Duduk di gazebo, bocah remaja itu menghela nafas, membuka minuman keras yang masih bersegel itu dan meminumnya langsung dari botol. Rasa terbakar yang khas menuruni tenggorokannya dan sedikit memberikan kelegaan di tengah semua kegilaan ini. Siapa yang akan pernah mengira kalau dia, bocah miskin yang bahkan baru saja berusia 16 tahun, akan bisa melakukan ini semua?
Sambil menghisap asap rokok dalam-dalam, senyum kecil tersungging di bibirnya ketika rasa geli melintas dalam pikiran. Tentang bagaimana dulu ia seringkali harus bolos sekolah demi menghindari tagihan pembayaran LKS yang jatuh tempo, atau harus datang ke kantor Tata Usaha demi minta perpanjangan waktu pembayaran SPP yang seringkali terlambat. Atau mungkin bahkan harus menahan lapar karena tak mampu membeli bakwan di kantin sekolah, dan sekarang, ia bahkan mengetahui dan bisa menggunakan berapapun uang yang ia butuhkan, bahkan jika ia ingin membeli pabrik pembuat buku LKS itu sekalipun. Beragam hal terus membayangi pikiran bocah remaja itu, sehingga ia bahkan tak menyadari kalau Jack sudah berada di sampingnya.

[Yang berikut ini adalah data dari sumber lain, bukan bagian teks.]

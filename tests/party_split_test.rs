//! Captured bosses fighting alongside the player and sharing enemy hits.

use solo_ascent::character::attributes::AttributeType;
use solo_ascent::combat::party::CapturedBoss;
use solo_ascent::combat::session::SessionPhase;
use solo_ascent::service::clock::ManualClock;
use solo_ascent::{Engine, EngineConfig, EngineError, Tier};
use std::sync::Arc;

const START: i64 = 1_704_067_200_000;

fn create_engine(seed: u64) -> Engine {
    Engine::with_clock(
        EngineConfig::deterministic(seed),
        Arc::new(ManualClock::new(START)),
    )
}

/// A weak hitter with two tier E allies, so the first D mob survives a round.
fn create_party_user(engine: &Engine) -> String {
    let mut user = engine.create_user("leader").unwrap();
    user.attributes.set(AttributeType::Strength, 1);
    for name in ["Goblin King", "Goblin King"] {
        user.captured_bosses.push(CapturedBoss::new(name, Tier::E, START));
    }
    let boss_ids: Vec<String> = user.captured_bosses.iter().map(|b| b.id.clone()).collect();
    let user_id = user.id.clone();
    engine.insert_user(user).unwrap();
    for boss_id in &boss_ids {
        engine.add_to_party(&user_id, boss_id).unwrap();
    }
    user_id
}

#[test]
fn test_allies_strike_after_the_player() {
    let engine = create_engine(21);
    let user_id = create_party_user(&engine);
    engine.enter_dungeon(&user_id, Tier::D).unwrap();
    engine.attack(&user_id).unwrap();

    let outcome = engine.confirm_workout(&user_id).unwrap();
    let session = outcome.session().unwrap();
    assert_eq!(session.phase, SessionPhase::EnemyTurn);
    let dealt = session.last_damage_dealt.unwrap();
    assert!((5..25).contains(&dealt));
    assert_eq!(session.last_ally_hits.len(), 2);
    for hit in &session.last_ally_hits {
        assert!((10..20).contains(&hit.damage));
    }
    let total: u32 = dealt + session.last_ally_hits.iter().map(|h| h.damage).sum::<u32>();
    assert_eq!(session.enemy.current_hp, 75 - total);
}

#[test]
fn test_enemy_hit_is_shared() {
    let engine = create_engine(22);
    let user_id = create_party_user(&engine);
    engine.enter_dungeon(&user_id, Tier::D).unwrap();
    engine.attack(&user_id).unwrap();
    engine.confirm_workout(&user_id).unwrap();

    let outcome = engine.enemy_turn(&user_id).unwrap();
    let session = outcome.session().unwrap();
    assert_eq!(session.phase, SessionPhase::PlayerTurn);
    let report = session.last_damage_taken.as_ref().unwrap();
    assert!((15..30).contains(&report.total));
    assert_eq!(report.player, report.total * 2 / 5);
    assert_eq!(report.allies.len(), 2);
    let allies: u32 = report.allies.iter().map(|h| h.damage).sum();
    assert_eq!(report.player + allies, report.total);

    let user = engine.user(&user_id).unwrap();
    assert_eq!(user.hp, 100 - report.player);
    for (member, hit) in user.party.iter().zip(&report.allies) {
        assert_eq!(member.hp, 100 - hit.damage);
        assert!(member.alive);
    }
}

#[test]
fn test_entering_restores_the_party() {
    let engine = create_engine(23);
    let user_id = create_party_user(&engine);
    engine.enter_dungeon(&user_id, Tier::D).unwrap();
    engine.attack(&user_id).unwrap();
    engine.confirm_workout(&user_id).unwrap();
    engine.enemy_turn(&user_id).unwrap();
    engine.run_away(&user_id).unwrap();

    engine.enter_dungeon(&user_id, Tier::D).unwrap();
    let user = engine.user(&user_id).unwrap();
    assert!(user.party.iter().all(|m| m.alive && m.hp == m.max_hp));
    assert_eq!(user.hp, user.max_hp);
}

#[test]
fn test_party_caps_at_three() {
    let engine = create_engine(24);
    let user_id = create_party_user(&engine);
    let mut user = engine.user(&user_id).unwrap();
    for name in ["Orc Chieftain", "Elder Troll"] {
        user.captured_bosses.push(CapturedBoss::new(name, Tier::D, START));
    }
    let ids: Vec<String> = user.captured_bosses[2..]
        .iter()
        .map(|b| b.id.clone())
        .collect();
    engine.insert_user(user).unwrap();

    engine.add_to_party(&user_id, &ids[0]).unwrap();
    assert!(matches!(
        engine.add_to_party(&user_id, &ids[1]),
        Err(EngineError::PartyFull)
    ));
}
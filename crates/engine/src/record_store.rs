//! Record store
//!
//! A [`RecordStore`] is the per-collection handle returned by the engine.
//! Record mutations go straight to the collection's [`RecordMap`] and hand a
//! [`Change`] to the caller's [`RecoveryUnit`], which later commits or undoes
//! them together with the rest of the unit of work.

use crate::change::Change;
use crate::record_map::RecordMap;
use crate::recovery_unit::RecoveryUnit;
use pmstore_core::{Ident, Namespace, PmseError, PmseResult, RecordId};
use std::sync::Arc;

/// Per-collection creation options
#[derive(Debug, Clone, Default, PartialEq, Eq)]
pub struct CollectionOptions {
    /// Pool size in bytes; the engine's sizing policy applies when unset
    pub pool_size: Option<u64>,
}

impl CollectionOptions {
    /// Options with an explicit pool size
    pub fn with_pool_size(size: u64) -> Self {
        CollectionOptions {
            pool_size: Some(size),
        }
    }
}

/// Handle to one collection's records
#[derive(Debug, Clone)]
pub struct RecordStore {
    ns: Namespace,
    ident: Ident,
    map: Arc<RecordMap>,
    needs_recovery_check: bool,
}

impl RecordStore {
    pub(crate) fn new(
        ns: Namespace,
        ident: Ident,
        map: Arc<RecordMap>,
        needs_recovery_check: bool,
    ) -> Self {
        RecordStore {
            ns,
            ident,
            map,
            needs_recovery_check,
        }
    }

    /// Collection namespace
    pub fn ns(&self) -> &Namespace {
        &self.ns
    }

    /// Collection ident
    pub fn ident(&self) -> &Ident {
        &self.ident
    }

    /// Whether the engine started after an unclean shutdown
    ///
    /// Callers use this to run consistency repair before trusting counters
    /// or indexes of this collection.
    pub fn needs_recovery_check(&self) -> bool {
        self.needs_recovery_check
    }

    /// Underlying record map
    pub fn record_map(&self) -> &Arc<RecordMap> {
        &self.map
    }

    /// Insert a record as part of `ru`
    pub fn insert_record(&self, ru: &mut RecoveryUnit, data: &[u8]) -> PmseResult<RecordId> {
        let loc = self.map.insert(data)?;
        ru.register_change(Change::insert(self.map.clone(), loc));
        Ok(loc)
    }

    /// Delete the record at `loc` as part of `ru`
    ///
    /// # Errors
    /// Returns `NotFound` if there is no record at `loc`.
    pub fn delete_record(&self, ru: &mut RecoveryUnit, loc: RecordId) -> PmseResult<()> {
        let cached = self.map.remove(loc)?.ok_or_else(|| {
            PmseError::not_found(format!("record {} in '{}'", loc, self.ident))
        })?;
        ru.register_change(Change::remove(self.map.clone(), cached));
        Ok(())
    }

    /// Payload of the record at `loc`
    pub fn find_record(&self, loc: RecordId) -> PmseResult<Option<Vec<u8>>> {
        Ok(self.map.find(loc)?.map(|record| record.data))
    }

    /// Number of records
    pub fn num_records(&self) -> u64 {
        self.map.len()
    }

    /// Total payload bytes
    pub fn data_size(&self) -> u64 {
        self.map.data_size()
    }
}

"Master Muda, Passpor sudah jadi dan bisa segera diambil. Visa juga sudah beres. Kita sudah punya kawan di imigrasi. Kapanpun Master Muda siap, keberangkatan ke Karibia sudah bisa dilakukan."
"Astaga, Paman! Kau mengagetkanku. Lagipula, apa lagi ini dengan masalah Master Muda ini?" sahut Ray sambil merengut sementara Jack tertawa kecil. Rupanya memang ia sengaja ingin mengagetkan Ray.